Inès est née à Bruxelles et est, depuis le début, immergée dans l’art avec un grand-père restaurateur et ébéniste d’antiquité, en soi artiste me dit-elle, heureux de vivre dans son monde. Enfant déjà, elle fait des concours de peinture et des cours de danse et de gymnastique rythmique avec des exercices de barre au sol et poutre. Déjà, me dit-elle, un rapport au sol, à la terre – un lien direct avec ce qu’elle fait aujourd’hui. Dans sa chambre, seule, elle rédige des poèmes et crée des planches de bandes-dessinées. A treize ans, à l’heure où sonne la puberté, elle me confie avoir tout fermé au niveau artistique. Ayant d’excellentes notes à l’école, elle choisit une voie définie par un métier autonome et indépendant. Elle se dirige donc vers une école de commerce et effectue un parcours sans faute. Ce qui lui vaudra d’être directrice chez Nespresso durant quatre ans. Mais avant cela, elle travaille dans une PME capital à risque à Bruxelles où elle conseille les gens, aide avec ses compétences financières et valorise l’entreprise. C’est là qu’elle voyait les gens créer leurs entreprises. Elle part au bout de deux ans et un mois plus tard, elle obtient son poste de directrice chez Nespresso. Elle me dit qu’avec ce qui semble être une vie bien lisse, elle aime tout de même sortir des cases et c’est ce qu’elle a fait.

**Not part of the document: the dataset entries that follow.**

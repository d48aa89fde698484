//! Container path validation utilities.
//!
//! Paths inside an image are plain `/`-separated strings, independent of the
//! host platform. Every path stored in a recipe or snapshot goes through
//! [`normalize_container_path`] first, so `..` can never climb out of a
//! destination and two spellings of one path never produce two entries.

use thiserror::Error;

#[derive(Debug, Error, PartialEq, Eq)]
pub enum PathRuleError {
    #[error("{0}: path must be absolute")]
    NotAbsolute(String),

    #[error("{0}: path must not contain '..'")]
    ParentSegment(String),

    #[error("{0}: path must not contain NUL")]
    Nul(String),

    #[error("path is empty")]
    Empty,
}

impl PathRuleError {
    /// The rule that was broken, without the offending path.
    pub fn reason(&self) -> &'static str {
        match self {
            PathRuleError::NotAbsolute(_) => "path must be absolute",
            PathRuleError::ParentSegment(_) => "path must not contain '..'",
            PathRuleError::Nul(_) => "path must not contain NUL",
            PathRuleError::Empty => "path is empty",
        }
    }
}

/// Normalize an absolute container path: collapse `//` and `.`, drop the trailing slash.
pub fn normalize_container_path(path: &str) -> Result<String, PathRuleError> {
    if path.is_empty() {
        return Err(PathRuleError::Empty);
    }
    if path.contains('\0') {
        return Err(PathRuleError::Nul(path.to_string()));
    }
    if !path.starts_with('/') {
        return Err(PathRuleError::NotAbsolute(path.to_string()));
    }
    let mut parts = Vec::new();
    for segment in path.split('/') {
        match segment {
            "" | "." => {}
            ".." => return Err(PathRuleError::ParentSegment(path.to_string())),
            s => parts.push(s),
        }
    }
    Ok(format!("/{}", parts.join("/")))
}

/// Join a relative archive/entry path under `base`. The result is normalized.
pub fn join_container_path(base: &str, relative: &str) -> Result<String, PathRuleError> {
    if relative.starts_with('/') {
        return normalize_container_path(relative);
    }
    let relative = relative.trim_start_matches("./");
    normalize_container_path(&format!("{}/{}", base, relative))
}

/// Parent of a normalized path; `None` for `/`.
pub fn parent(path: &str) -> Option<&str> {
    if path == "/" {
        return None;
    }
    match path.rfind('/') {
        Some(0) => Some("/"),
        Some(idx) => Some(&path[..idx]),
        None => None,
    }
}

/// Last segment of a normalized path.
pub fn file_name(path: &str) -> &str {
    path.rsplit('/').next().unwrap_or(path)
}

/// `/`, `/a`, `/a/b` for `/a/b`. Input must be normalized.
pub fn ancestors_inclusive(path: &str) -> Vec<String> {
    let mut out = vec!["/".to_string()];
    let mut current = String::new();
    for segment in path.split('/').filter(|s| !s.is_empty()) {
        current.push('/');
        current.push_str(segment);
        out.push(current.clone());
    }
    out
}

/// True if `path` is `root` or lies beneath it. Both must be normalized.
pub fn is_within(path: &str, root: &str) -> bool {
    root == "/" || path == root || path.starts_with(&format!("{}/", root))
}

C’est au Japon, où elle vécut six ans, qu’elle découvre l’art de l’ikebana qui, pour elle, est la source de la créativité. L’ikebana, continue-t-elle, c’est la symbolique de la terre et du ciel. C’est l’énergie vitale qui circule – « ki » en japonais – comme les arts martiaux. En effet, cet art était pratiqué par des samouraïs qui pouvaient entrer en eux avec cet art après chaque bataille. La terre est l’ancrage, c’est là où nous nous nous trouvons. Cet art provient du Bouddhisme car c’était au préalable une offrande aux dieux. Le japonais va le sublimer, va le codifier et l’éprouver durant cinq siècles où une école se crée où l’héritage de filiation est important. Inès suit ses cours dans une école moderne de l’ikebana dont le fondateur, véritable génie a cassé les codes de, tout ce que tu trouves dans la nature pour réaliser une sculpture mais a ajouté le métal et autres matériaux non végétaux, l’école « Sogetsu » - qui possèdent des filiales partout dans le monde. C’est un art ou de l’artisanat ? Si cela nous touche, c’est de l’art. Ainsi, c’est une technique pas uniquement végétale. Le fondateur était d’ailleurs un artiste, ami de Salvador Dalì à qui il a offert un ikebana. Attirée par la beauté et par le « less is more », Inès se voit conseiller par son professeur de ne jamais arrêter. Et d’ailleurs, me dit-elle, cela fait quinze ans qu’elle en crée. Elle a compris ce que cela lui faisait à l’intérieur, que cela prend du temps et que la connexion à la nature est indéniable. Cela lui correspond et c’est ainsi qu’elle peut s’adonner à la contemplation de la nature profonde.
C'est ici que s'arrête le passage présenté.